Love Your Clothes is great sources of info and inspiration around sustainable fashion.

Plastic is accumulating in our natural world rapidly - it washes from waterways into our oceans, causing a whole host of problems for marine wildlife. As plastic is not biodegradable, it hangs bout in the environment for years, breaking down into smaller and smaller pieces.   These microplastic particles are then consumed by animals, which we in turn ingest - the impact of this on human health is not fully understood. 


The availability of refill is increasing - with new shops (both physical and online) springing up every day. Even the supermarkets are now selling refill pouches for many major brands.

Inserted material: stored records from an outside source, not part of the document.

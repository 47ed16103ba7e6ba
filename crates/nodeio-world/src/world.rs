//! World state: the zone list, the player roster, and change notifications.
//!
//! Every mutation goes through a method on [`WorldState`] and notifies the
//! registered observers synchronously, before the method returns.

use std::collections::HashSet;
use std::fmt;

use rand::Rng;
use serde::{Deserialize, Serialize};

use crate::action::Action;
use crate::movement::{Cell, Direction, GridDimensions, step};

// ---------------------------------------------------------------------------
// Identifiers and entities
// ---------------------------------------------------------------------------

/// Stable player identity. Nodes use the name of their private broker
/// queue, so it is unique within a broker session.
#[derive(Debug, Clone, PartialEq, Eq, Hash, PartialOrd, Ord, Serialize, Deserialize)]
pub struct PlayerId(pub String);

impl PlayerId {
    /// Wrap an identifier.
    pub fn new(id: impl Into<String>) -> Self {
        Self(id.into())
    }

    /// The identifier as a string slice.
    pub fn as_str(&self) -> &str {
        &self.0
    }
}

impl fmt::Display for PlayerId {
    fn fmt(&self, f: &mut fmt::Formatter<'_>) -> fmt::Result {
        f.write_str(&self.0)
    }
}

impl From<&str> for PlayerId {
    fn from(id: &str) -> Self {
        Self::new(id)
    }
}

/// A player and the cell it occupies.
#[derive(Debug, Clone, PartialEq, Eq, Serialize, Deserialize)]
pub struct Player {
    /// Identity.
    pub id: PlayerId,
    /// Current position.
    pub cell: Cell,
    /// Last thing the player said, if anything.
    pub message: Option<String>,
}

impl Player {
    /// A silent player at `cell`.
    pub fn new(id: PlayerId, cell: Cell) -> Self {
        Self {
            id,
            cell,
            message: None,
        }
    }
}

/// Cosmetic zone palette. Carries no gameplay meaning.
#[derive(Debug, Clone, Copy, PartialEq, Eq, Hash, Serialize, Deserialize)]
pub enum ZoneType {
    /// Black.
    Black,
    /// Grass.
    Grass,
    /// Gravel.
    Gravel,
    /// Rock.
    Rock,
    /// Sand.
    Sand,
    /// Snow.
    Snow,
}

impl ZoneType {
    /// Every palette entry.
    pub const ALL: [ZoneType; 6] = [
        ZoneType::Black,
        ZoneType::Grass,
        ZoneType::Gravel,
        ZoneType::Rock,
        ZoneType::Sand,
        ZoneType::Snow,
    ];

    /// Pick a palette entry uniformly.
    pub fn random<R: Rng + ?Sized>(rng: &mut R) -> Self {
        Self::ALL[rng.random_range(0..Self::ALL.len())]
    }
}

/// One zone of the grid.
#[derive(Debug, Clone, PartialEq, Eq, Serialize, Deserialize)]
pub struct Zone {
    /// Dense index, equal to the zone's position in creation order.
    pub id: u32,
    /// Cosmetic type.
    pub kind: ZoneType,
    /// Player the zone belongs to; `None` once its owner left and nobody
    /// was around to inherit it.
    pub owner: Option<PlayerId>,
}

/// Serializable copy of a whole world, sent to joining nodes.
#[derive(Debug, Clone, PartialEq, Eq, Serialize, Deserialize)]
pub struct WorldSnapshot {
    /// Grid geometry.
    pub dims: GridDimensions,
    /// Zones in creation order.
    pub zones: Vec<Zone>,
    /// Players in join order.
    pub players: Vec<Player>,
}

// ---------------------------------------------------------------------------
// Events and errors
// ---------------------------------------------------------------------------

/// Change notification raised by every world mutation.
#[derive(Debug, Clone, PartialEq, Eq, Serialize, Deserialize)]
pub enum WorldEvent {
    /// A zone was appended.
    ZoneAdded {
        /// Zone index.
        zone: u32,
        /// Its cosmetic type.
        kind: ZoneType,
    },
    /// A zone changed hands.
    ZoneOwnerChanged {
        /// Zone index.
        zone: u32,
        /// New owner.
        owner: Option<PlayerId>,
    },
    /// A player joined.
    PlayerAdded {
        /// Player identity.
        player: PlayerId,
        /// Spawn cell.
        cell: Cell,
    },
    /// A player left.
    PlayerRemoved {
        /// Player identity.
        player: PlayerId,
    },
    /// A player moved one cell.
    PlayerMoved {
        /// Player identity.
        player: PlayerId,
        /// Previous cell.
        from: Cell,
        /// New cell.
        to: Cell,
    },
    /// A player said something.
    PlayerSpoke {
        /// Player identity.
        player: PlayerId,
        /// What was said.
        message: String,
    },
}

/// Errors raised when a mutation cannot be applied.
#[derive(Debug, Clone, PartialEq, Eq, thiserror::Error)]
pub enum WorldError {
    /// A zone was created out of order.
    #[error("zone index {got} does not follow the last zone (expected {expected})")]
    ZoneIndexMismatch {
        /// The next dense index.
        expected: u32,
        /// The index supplied.
        got: u32,
    },

    /// The referenced zone does not exist.
    #[error("unknown zone {0}")]
    UnknownZone(u32),

    /// The referenced player is not in the roster.
    #[error("unknown player {0}")]
    UnknownPlayer(PlayerId),

    /// A player with this identity is already present.
    #[error("player {0} already present")]
    DuplicatePlayer(PlayerId),

    /// Another player already stands on the cell.
    #[error("cell {0} already occupied")]
    CellOccupied(Cell),

    /// Row or column outside the zone.
    #[error("cell {0} lies outside its zone")]
    OutsideZone(Cell),

    /// The move would leave the grid.
    #[error("player {player} cannot move {direction} off the grid")]
    OffGrid {
        /// Player identity.
        player: PlayerId,
        /// Attempted direction.
        direction: Direction,
    },

    /// An action arrived in its proposal form where a committed one was
    /// required.
    #[error("{0} action was never committed by the host")]
    Uncommitted(&'static str),
}

// ---------------------------------------------------------------------------
// WorldState
// ---------------------------------------------------------------------------

type Observer = Box<dyn FnMut(&WorldEvent) + Send>;

/// A node's copy of the world.
pub struct WorldState {
    dims: GridDimensions,
    zones: Vec<Zone>,
    players: Vec<Player>,
    observers: Vec<Observer>,
}

impl fmt::Debug for WorldState {
    fn fmt(&self, f: &mut fmt::Formatter<'_>) -> fmt::Result {
        f.debug_struct("WorldState")
            .field("dims", &self.dims)
            .field("zones", &self.zones)
            .field("players", &self.players)
            .finish_non_exhaustive()
    }
}

impl WorldState {
    /// An empty world with the given geometry.
    pub fn new(dims: GridDimensions) -> Self {
        Self {
            dims,
            zones: Vec::new(),
            players: Vec::new(),
            observers: Vec::new(),
        }
    }

    /// Rebuild a world from a snapshot, checking every invariant.
    pub fn from_snapshot(snapshot: WorldSnapshot) -> Result<Self, WorldError> {
        let world = Self {
            dims: snapshot.dims,
            zones: snapshot.zones,
            players: snapshot.players,
            observers: Vec::new(),
        };
        world.check_invariants()?;
        Ok(world)
    }

    /// Copy the world into a serializable snapshot.
    pub fn snapshot(&self) -> WorldSnapshot {
        WorldSnapshot {
            dims: self.dims,
            zones: self.zones.clone(),
            players: self.players.clone(),
        }
    }

    /// Verify zone density, unique identities, and unique in-zone cells.
    pub fn check_invariants(&self) -> Result<(), WorldError> {
        for (index, zone) in self.zones.iter().enumerate() {
            let expected = u32::try_from(index).unwrap_or(u32::MAX);
            if zone.id != expected {
                return Err(WorldError::ZoneIndexMismatch {
                    expected,
                    got: zone.id,
                });
            }
        }

        let mut ids = HashSet::new();
        let mut cells = HashSet::new();
        for player in &self.players {
            if !ids.insert(&player.id) {
                return Err(WorldError::DuplicatePlayer(player.id.clone()));
            }
            if player.cell.zone >= self.zone_count() {
                return Err(WorldError::UnknownZone(player.cell.zone));
            }
            if !self.dims.contains(player.cell) {
                return Err(WorldError::OutsideZone(player.cell));
            }
            if !cells.insert(player.cell) {
                return Err(WorldError::CellOccupied(player.cell));
            }
        }
        Ok(())
    }

    /// Register an observer for every subsequent [`WorldEvent`].
    pub fn subscribe(&mut self, observer: impl FnMut(&WorldEvent) + Send + 'static) {
        self.observers.push(Box::new(observer));
    }

    fn notify(&mut self, event: WorldEvent) {
        for observer in &mut self.observers {
            observer(&event);
        }
    }

    // --- Queries ---

    /// Grid geometry.
    pub fn dims(&self) -> GridDimensions {
        self.dims
    }

    /// Number of zones; also the index the next zone will get.
    pub fn zone_count(&self) -> u32 {
        u32::try_from(self.zones.len()).unwrap_or(u32::MAX)
    }

    /// Zones in creation order.
    pub fn zones(&self) -> &[Zone] {
        &self.zones
    }

    /// Zone by index.
    pub fn zone(&self, id: u32) -> Option<&Zone> {
        self.zones.get(usize::try_from(id).ok()?)
    }

    /// Players in join order.
    pub fn players(&self) -> &[Player] {
        &self.players
    }

    /// Number of players.
    pub fn player_count(&self) -> usize {
        self.players.len()
    }

    /// Look a player up by identity. `None` is a normal outcome: the player
    /// may have disconnected while an action naming it was in flight.
    pub fn find_player(&self, id: &PlayerId) -> Option<&Player> {
        self.players.iter().find(|p| &p.id == id)
    }

    /// Player standing on `cell`, if any.
    pub fn player_at(&self, cell: Cell) -> Option<&Player> {
        self.players.iter().find(|p| p.cell == cell)
    }

    /// Whether any player stands on `cell`.
    pub fn is_occupied(&self, cell: Cell) -> bool {
        self.player_at(cell).is_some()
    }

    // --- Mutations ---

    /// Append a zone. `index` must equal [`zone_count`](Self::zone_count).
    pub fn create_zone(
        &mut self,
        owner: Option<PlayerId>,
        kind: ZoneType,
        index: u32,
    ) -> Result<(), WorldError> {
        let expected = self.zone_count();
        if index != expected {
            return Err(WorldError::ZoneIndexMismatch {
                expected,
                got: index,
            });
        }
        self.zones.push(Zone {
            id: index,
            kind,
            owner,
        });
        self.notify(WorldEvent::ZoneAdded { zone: index, kind });
        Ok(())
    }

    /// Add a player to the roster.
    pub fn add_player(&mut self, player: Player) -> Result<(), WorldError> {
        if self.find_player(&player.id).is_some() {
            return Err(WorldError::DuplicatePlayer(player.id));
        }
        if player.cell.zone >= self.zone_count() {
            return Err(WorldError::UnknownZone(player.cell.zone));
        }
        if !self.dims.contains(player.cell) {
            return Err(WorldError::OutsideZone(player.cell));
        }
        if self.is_occupied(player.cell) {
            return Err(WorldError::CellOccupied(player.cell));
        }
        let event = WorldEvent::PlayerAdded {
            player: player.id.clone(),
            cell: player.cell,
        };
        self.players.push(player);
        self.notify(event);
        Ok(())
    }

    /// Remove a player from the roster, returning it.
    pub fn remove_player(&mut self, id: &PlayerId) -> Option<Player> {
        let index = self.players.iter().position(|p| &p.id == id)?;
        let player = self.players.remove(index);
        self.notify(WorldEvent::PlayerRemoved {
            player: player.id.clone(),
        });
        Some(player)
    }

    /// Move a player one cell. Does not check occupancy: callers must only
    /// pass moves the host has already committed.
    pub fn move_player(&mut self, id: &PlayerId, direction: Direction) -> Result<Cell, WorldError> {
        let dims = self.dims;
        let player = self
            .players
            .iter_mut()
            .find(|p| &p.id == id)
            .ok_or_else(|| WorldError::UnknownPlayer(id.clone()))?;
        let from = player.cell;
        let to = step(from, direction, dims).ok_or_else(|| WorldError::OffGrid {
            player: id.clone(),
            direction,
        })?;
        player.cell = to;
        self.notify(WorldEvent::PlayerMoved {
            player: id.clone(),
            from,
            to,
        });
        Ok(to)
    }

    /// Record what a player said.
    pub fn speak(&mut self, id: &PlayerId, message: &str) -> Result<(), WorldError> {
        let player = self
            .players
            .iter_mut()
            .find(|p| &p.id == id)
            .ok_or_else(|| WorldError::UnknownPlayer(id.clone()))?;
        player.message = Some(message.to_string());
        self.notify(WorldEvent::PlayerSpoke {
            player: id.clone(),
            message: message.to_string(),
        });
        Ok(())
    }

    /// Hand the listed zones to `owner`. Unknown indices are skipped.
    pub fn reassign_zones(&mut self, zones: &[u32], owner: Option<PlayerId>) {
        for &index in zones {
            let Some(zone) = usize::try_from(index)
                .ok()
                .and_then(|i| self.zones.get_mut(i))
            else {
                tracing::warn!("Cannot reassign unknown zone {index}");
                continue;
            };
            zone.owner = owner.clone();
            self.notify(WorldEvent::ZoneOwnerChanged {
                zone: index,
                owner: owner.clone(),
            });
        }
    }

    /// Replay a committed action.
    pub fn apply(&mut self, action: &Action) -> Result<(), WorldError> {
        match action {
            Action::Connect { grant: None, .. } => Err(WorldError::Uncommitted("connect")),
            Action::Connect {
                grant: Some(grant), ..
            } => {
                self.create_zone(grant.zone.owner.clone(), grant.zone.kind, grant.zone.id)?;
                self.add_player(grant.player.clone())
            }
            Action::Move { player, direction } => self.move_player(player, *direction).map(|_| ()),
            Action::Speak { player, message } => self.speak(player, message),
            Action::Disconnect { handover: None, .. } => {
                Err(WorldError::Uncommitted("disconnect"))
            }
            Action::Disconnect {
                player,
                handover: Some(handover),
            } => {
                self.remove_player(player)
                    .ok_or_else(|| WorldError::UnknownPlayer(player.clone()))?;
                self.reassign_zones(&handover.zones, handover.new_owner.clone());
                Ok(())
            }
        }
    }
}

There is a whole range of items that can be refilled, including toiletries, food stuffs and cleaning products. Many of these items can also be bought in bulk which can often work out cheaper by weight and volume and reduces waste.

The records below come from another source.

//! Multi-node sessions against one broker.

use std::sync::Arc;
use std::time::Duration;

use nodeio_net::{Broker, BrokerServer, MemoryBroker, RemoteBroker, ServerConfig};
use nodeio_node::{Role, Session, SessionConfig, SessionEvent, SessionHandle};
use nodeio_world::{Action, Cell, Commit, Direction, PlayerId, WorldSnapshot, decode};
use tokio::net::TcpListener;
use tokio::sync::mpsc::UnboundedReceiver;

const WAIT: Duration = Duration::from_secs(3);

fn config(seed: u64) -> SessionConfig {
    SessionConfig {
        seed: Some(seed),
        leave_timeout: Duration::from_millis(500),
        ..SessionConfig::default()
    }
}

async fn start<B: Broker>(broker: B) -> (SessionHandle, UnboundedReceiver<SessionEvent>) {
    Session::start(broker, config(11)).await.unwrap()
}

/// Wait for the `WorldReady` event.
async fn ready(events: &mut UnboundedReceiver<SessionEvent>) -> WorldSnapshot {
    tokio::time::timeout(WAIT, async {
        loop {
            match events.recv().await {
                Some(SessionEvent::WorldReady(snapshot)) => return snapshot,
                Some(SessionEvent::WorldChanged(_)) => {}
                None => panic!("session ended before the world was ready"),
            }
        }
    })
    .await
    .expect("world never became ready")
}

/// Poll a node's world until `done` holds.
async fn converge(
    handle: &SessionHandle,
    done: impl Fn(&WorldSnapshot) -> bool,
) -> WorldSnapshot {
    tokio::time::timeout(WAIT, async {
        loop {
            if let Some(snapshot) = handle.snapshot().await.unwrap() {
                if done(&snapshot) {
                    return snapshot;
                }
            }
            tokio::time::sleep(Duration::from_millis(5)).await;
        }
    })
    .await
    .expect("world never converged")
}

fn cell_of(snapshot: &WorldSnapshot, id: &PlayerId) -> Option<Cell> {
    snapshot
        .players
        .iter()
        .find(|p| &p.id == id)
        .map(|p| p.cell)
}

fn said(snapshot: &WorldSnapshot, id: &PlayerId, message: &str) -> bool {
    snapshot
        .players
        .iter()
        .any(|p| &p.id == id && p.message.as_deref() == Some(message))
}

#[tokio::test]
async fn test_exactly_one_host_among_concurrent_starters() {
    let broker = MemoryBroker::new();
    let mut tasks = Vec::new();
    for _ in 0..8 {
        let conn = broker.connect();
        tasks.push(tokio::spawn(async move {
            Session::start(conn, SessionConfig::default()).await.unwrap()
        }));
    }
    let mut sessions = Vec::new();
    for task in tasks {
        sessions.push(task.await.unwrap());
    }

    let hosts = sessions
        .iter()
        .filter(|(handle, _)| handle.role() == Role::Host)
        .count();
    assert_eq!(hosts, 1);

    for (_, events) in &mut sessions {
        ready(events).await;
    }
    let (host, _) = sessions
        .iter()
        .find(|(handle, _)| handle.role() == Role::Host)
        .unwrap();
    let world = converge(host, |s| s.players.len() == 8).await;
    assert_eq!(world.zones.len(), 8);
    let ids: Vec<u32> = world.zones.iter().map(|z| z.id).collect();
    assert_eq!(ids, (0..8).collect::<Vec<_>>());
}

#[tokio::test]
async fn test_follower_move_converges_on_both_nodes() {
    let broker = MemoryBroker::new();

    let (host, mut host_events) = start(broker.connect()).await;
    assert_eq!(host.role(), Role::Host);
    let world = ready(&mut host_events).await;
    assert_eq!(world.zones.len(), 1);
    assert_eq!(cell_of(&world, host.player_id()), Some(Cell::origin(0)));

    let (follower, mut follower_events) = start(broker.connect()).await;
    assert_eq!(follower.role(), Role::Follower);
    let world = ready(&mut follower_events).await;
    assert_eq!(world.zones.len(), 2);
    assert_eq!(world.players.len(), 2);
    assert_eq!(cell_of(&world, follower.player_id()), Some(Cell::origin(1)));

    follower.move_player(Direction::Up).unwrap();
    let moved = Cell::new(1, 1, 0);
    let id = follower.player_id().clone();
    let on_host = converge(&host, |s| cell_of(s, &id) == Some(moved)).await;
    let on_follower = converge(&follower, |s| cell_of(s, &id) == Some(moved)).await;
    assert_eq!(on_host, on_follower);

    follower.leave().await.unwrap();
    host.leave().await.unwrap();
}

#[tokio::test]
async fn test_move_onto_occupied_cell_is_dropped() {
    let broker = MemoryBroker::new();
    let (host, mut host_events) = start(broker.connect()).await;
    ready(&mut host_events).await;
    let (follower, mut follower_events) = start(broker.connect()).await;
    ready(&mut follower_events).await;

    // Walk from zone 1 into zone 0 until next to the host's player, then
    // try to step onto it.
    for _ in 0..8 {
        follower.move_player(Direction::Right).unwrap();
    }
    follower.speak("done").unwrap();

    let id = follower.player_id().clone();
    let world = converge(&follower, |s| said(s, &id, "done")).await;
    assert_eq!(cell_of(&world, &id), Some(Cell::new(0, 0, 1)));
    assert_eq!(cell_of(&world, host.player_id()), Some(Cell::origin(0)));

    let host_world = converge(&host, |s| said(s, &id, "done")).await;
    assert_eq!(host_world, world);
}

#[tokio::test]
async fn test_duplicate_commit_delivery_moves_once() {
    let broker = MemoryBroker::new();
    let (host, mut host_events) = start(broker.connect()).await;
    ready(&mut host_events).await;
    let (follower, mut follower_events) = start(broker.connect()).await;
    ready(&mut follower_events).await;

    let spy = broker.connect();
    let spy_queue = spy.declare_anonymous().await.unwrap();
    spy.bind(&spy_queue, "amq.fanout").await.unwrap();
    let mut spied = spy.consume(&spy_queue).await.unwrap();

    follower.move_player(Direction::Up).unwrap();
    let body = tokio::time::timeout(WAIT, spied.recv())
        .await
        .unwrap()
        .unwrap();
    let commit: Commit = decode(&body).unwrap();
    assert!(matches!(commit.action, Action::Move { .. }));

    // Redeliver the same commit to every follower.
    spy.publish("amq.fanout", "", body).await.unwrap();
    follower.speak("after").unwrap();

    let id = follower.player_id().clone();
    let world = converge(&follower, |s| said(s, &id, "after")).await;
    assert_eq!(cell_of(&world, &id), Some(Cell::new(1, 1, 0)));
    assert_eq!(world, converge(&host, |s| said(s, &id, "after")).await);
}

#[tokio::test]
async fn test_leaving_follower_hands_over_its_zone() {
    let broker = MemoryBroker::new();
    let (host, mut host_events) = start(broker.connect()).await;
    ready(&mut host_events).await;
    let (first, mut first_events) = start(broker.connect()).await;
    ready(&mut first_events).await;
    let (second, mut second_events) = start(broker.connect()).await;
    ready(&mut second_events).await;

    let leaver = first.player_id().clone();
    first.leave().await.unwrap();
    assert!(!broker.queue_exists(leaver.as_str()).await);

    let heirs = [host.player_id().clone(), second.player_id().clone()];
    let on_host = converge(&host, |s| s.players.len() == 2).await;
    assert_eq!(on_host.zones.len(), 3);
    let owner = on_host.zones[1].owner.clone().unwrap();
    assert!(heirs.contains(&owner));

    let on_second = converge(&second, |s| s.players.len() == 2).await;
    assert_eq!(on_second, on_host);
}

#[tokio::test]
async fn test_host_leaving_frees_host_queue() {
    let broker = MemoryBroker::new();
    let (host, mut host_events) = start(broker.connect()).await;
    ready(&mut host_events).await;
    let (follower, mut follower_events) = start(broker.connect()).await;
    ready(&mut follower_events).await;

    let host_id = host.player_id().clone();
    host.leave().await.unwrap();
    assert!(!broker.queue_exists("nodeio/host").await);

    let world = converge(&follower, |s| cell_of(s, &host_id).is_none()).await;
    assert_eq!(world.zones[0].owner.as_ref(), Some(follower.player_id()));

    // Nobody takes over automatically; the next node to start hosts anew.
    assert_eq!(follower.role(), Role::Follower);
    let (newcomer, _events) = start(broker.connect()).await;
    assert_eq!(newcomer.role(), Role::Host);
}

#[tokio::test]
async fn test_nodes_over_tcp_broker() {
    let server = Arc::new(BrokerServer::new(ServerConfig::default()));
    let listener = TcpListener::bind("127.0.0.1:0").await.unwrap();
    let addr = listener.local_addr().unwrap();
    let srv = Arc::clone(&server);
    tokio::spawn(async move {
        srv.run_with_listener(listener).await.unwrap();
    });

    let (host, mut host_events) = start(RemoteBroker::connect(addr).await.unwrap()).await;
    ready(&mut host_events).await;
    let (follower, mut follower_events) =
        start(RemoteBroker::connect(addr).await.unwrap()).await;
    let world = ready(&mut follower_events).await;
    assert_eq!(world.players.len(), 2);

    follower.move_player(Direction::Up).unwrap();
    follower.speak("over tcp").unwrap();
    let id = follower.player_id().clone();
    let on_host = converge(&host, |s| said(s, &id, "over tcp")).await;
    assert_eq!(cell_of(&on_host, &id), Some(Cell::new(1, 1, 0)));

    follower.leave().await.unwrap();
    host.leave().await.unwrap();
    server.shutdown();
}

Everything we buy adds to our carbon footprint because energy is needed to make, transport and sell it. This ‘embodied carbon’ can’t be recovered. Once it’s been used to make our stuff, that’s it. However, we can reduce the impact of embodied carbon  by making things last as long as possible. Many, if not most of our items can be repaired and be given a new lease of life.


Cambridgeshire continues to see a proliferation in Repair Cafés - community events where experienced volunteers can advise you on repairs and help you out. 

The internet is a goldmine for repair tips and advice. Simply doing an internet search on your particular item can help reveal whether others have had the same problem and whether spares are available. There are countless YouTube repair clips (some easier to follow than others) and iFixit is a fantastic repair resource, and grades its repairs by difficulty.

Remember to ask around your community too, in person or on social media like There’s bound to be someone, or someone who knows someone, with the skills you’re looking for, or who can recommend somewhere you can take your item to.

If you look at the energy consumption of a typical desktop computer over its entire life, half of that energy will be used during manufacture, so before it’s even out of the box. It’s an absolute no-brainer to give that computer as long a life as possible. By buying a second-hand or refurbished, you are making a genuine saving on carbon emissions. You’ll sidestep adding the electronic waste (e-waste) mountain too. The UK currently produces 1.45 million tonnes of e-waste every year!

Laptops, mobiles, tablets and computers all use scarce, non-renewable raw materials. So if you finally decide you really do need to upgrade, try to pass your tech on to someone who needs it.


MoneySavingExpert shares useful tips about what to look for and where to buy used and refurbished phones.

Many high street stores specialise in buying and selling second hand or refurbished tech and games. One advantage of buying from a shop is that you should get a warranty.

Check with the manufacturers too – some, like Apple and Dell offer refurbished products.